“You haven’t started for Bellville yet, have you? I think it will be a long time before you will have a chance to tell those stories about us. Hollo, here! You’re just in time.”

A heavy step sounded in the hall, and some one growled out in reply to Bayard’s salutation:

“Hollo yourself! What are you doing in this house? I’ve seen enough of you, and you had better make yourselves scarce about here, sudden.”

“That’s Pierre,” whispered Chase, in great alarm. “We’re done for now.”

Yes, it was Pierre. When he reached the bayou he found that the pirogue was in need of some repairs. Long exposure to the sun had opened wide seams in her sides, and these must be caulked before she was put into the water.

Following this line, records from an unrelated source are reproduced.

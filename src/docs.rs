// src/docs.rs

use utoipa::OpenApi;

use crate::handlers;
use crate::models;

#[derive(OpenApi)]
#[openapi(
    paths(
        // --- Funil ---
        handlers::funnel::create_lead,
        handlers::funnel::list_leads,
        handlers::funnel::get_lead,
        handlers::funnel::update_lead,
        handlers::funnel::delete_lead,
        handlers::funnel::request_transition,
        handlers::funnel::reactivation_list,
        handlers::funnel::shipping_options,

        // --- Catálogo ---
        handlers::catalog::create_product,
        handlers::catalog::list_products,
        handlers::catalog::get_product,
        handlers::catalog::update_product,
        handlers::catalog::delete_product,
        handlers::catalog::costing_preview,
        handlers::catalog::labor_rate,

        // --- Propostas ---
        handlers::proposals::create_proposal,
        handlers::proposals::list_by_lead,
        handlers::proposals::get_proposal,
        handlers::proposals::update_proposal,
        handlers::proposals::send_proposal,

        // --- Pedidos ---
        handlers::orders::create_order,
        handlers::orders::list_orders,
        handlers::orders::get_order,
        handlers::orders::update_order_status,

        // --- Configurações ---
        handlers::settings::get_shipping_settings,
        handlers::settings::save_shipping_settings,
        handlers::settings::get_funnel_settings,
        handlers::settings::save_funnel_settings,

        // --- Dashboard ---
        handlers::dashboard::get_summary,
        handlers::dashboard::get_sales_by_status,

        // --- Endereço ---
        handlers::address::lookup_cep,
    ),
    components(
        schemas(
            // --- Funil ---
            models::funnel::LeadStatus,
            models::funnel::Lead,
            models::funnel::TransitionOutcome,
            handlers::funnel::CreateLeadPayload,
            handlers::funnel::UpdateLeadPayload,
            handlers::funnel::TransitionPayload,

            // --- Catálogo ---
            models::catalog::Product,
            models::catalog::CostingInput,
            models::catalog::CostingBreakdown,
            models::catalog::LaborRateInput,
            models::catalog::LaborRateBreakdown,
            handlers::catalog::ProductPayload,

            // --- Propostas ---
            models::proposal::ProposalStatus,
            models::proposal::ProposalItem,
            models::proposal::ProposalItemInput,
            models::proposal::Proposal,
            models::proposal::ProposalTotals,
            handlers::proposals::CreateProposalPayload,
            handlers::proposals::UpdateProposalPayload,

            // --- Pedidos ---
            models::orders::OrderStatus,
            models::orders::PaymentStatus,
            models::orders::OrderItem,
            models::orders::SalesOrder,
            handlers::orders::CreateOrderPayload,
            handlers::orders::UpdateOrderStatusPayload,

            // --- Configurações ---
            models::settings::ShippingTier,
            models::settings::ShippingSettings,
            models::settings::ShippingMethod,
            models::settings::ShippingOption,
            models::settings::FunnelSettings,
            handlers::settings::SaveShippingSettingsPayload,
            handlers::settings::SaveFunnelSettingsPayload,

            // --- Dashboard ---
            models::dashboard::DashboardSummary,
            models::dashboard::StatusRevenueEntry,

            // --- Endereço ---
            models::address::AddressInfo,
        )
    ),
    tags(
        (name = "Funil", description = "Quadro de leads, transições e reativação"),
        (name = "Catálogo", description = "Produtos e precificação"),
        (name = "Propostas", description = "Orçamentos por lead"),
        (name = "Pedidos", description = "Pedidos gerados de leads ganhos"),
        (name = "Configurações", description = "Frete e período de reativação"),
        (name = "Dashboard", description = "Indicadores e Gráficos Gerenciais"),
        (name = "Endereço", description = "Consulta de CEP")
    )
)]
pub struct ApiDoc;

Pierre at once returned to the house to get the necessary implements, and arrived there just in time to be of assistance to Bayard and his cousins. The fugitives were dismayed when they heard his voice. They stood irresolute for a moment, and then began running about the room, moving with cautious footsteps, and darting from side to side like a couple of rats cornered in an oat-bin. They heard a few words of the conversation that was carried on in the hall, but they were too nearly overcome with terror, and too completely absorbed in their desire to escape, to pay much attention to it.

“If you knew what an important service we have just rendered you, you wouldn’t be in such a hurry to order us to make ourselves scarce about here,” said Bayard, addressing himself to Pierre. “You left a prisoner here, didn’t you?”

“What of him?” demanded Pierre, and this time he spoke in a very different tone of voice. “Have you seen him? Has he escaped?”

“Do you remember the fellow you allowed to go at liberty last night when you captured Chase?” continued Bayard. “Well, he has been hanging around here watching you; and a few minutes ago he came into the house, tore a hole in the floor of the loft—”

“Where is he now?” interrupted Pierre, who did not like Bayard’s roundabout way of getting at things.

“He’s in that room, and so is Chase. They would have come out and made off if it hadn’t been for us; but we drove them back by throwing corn at them.”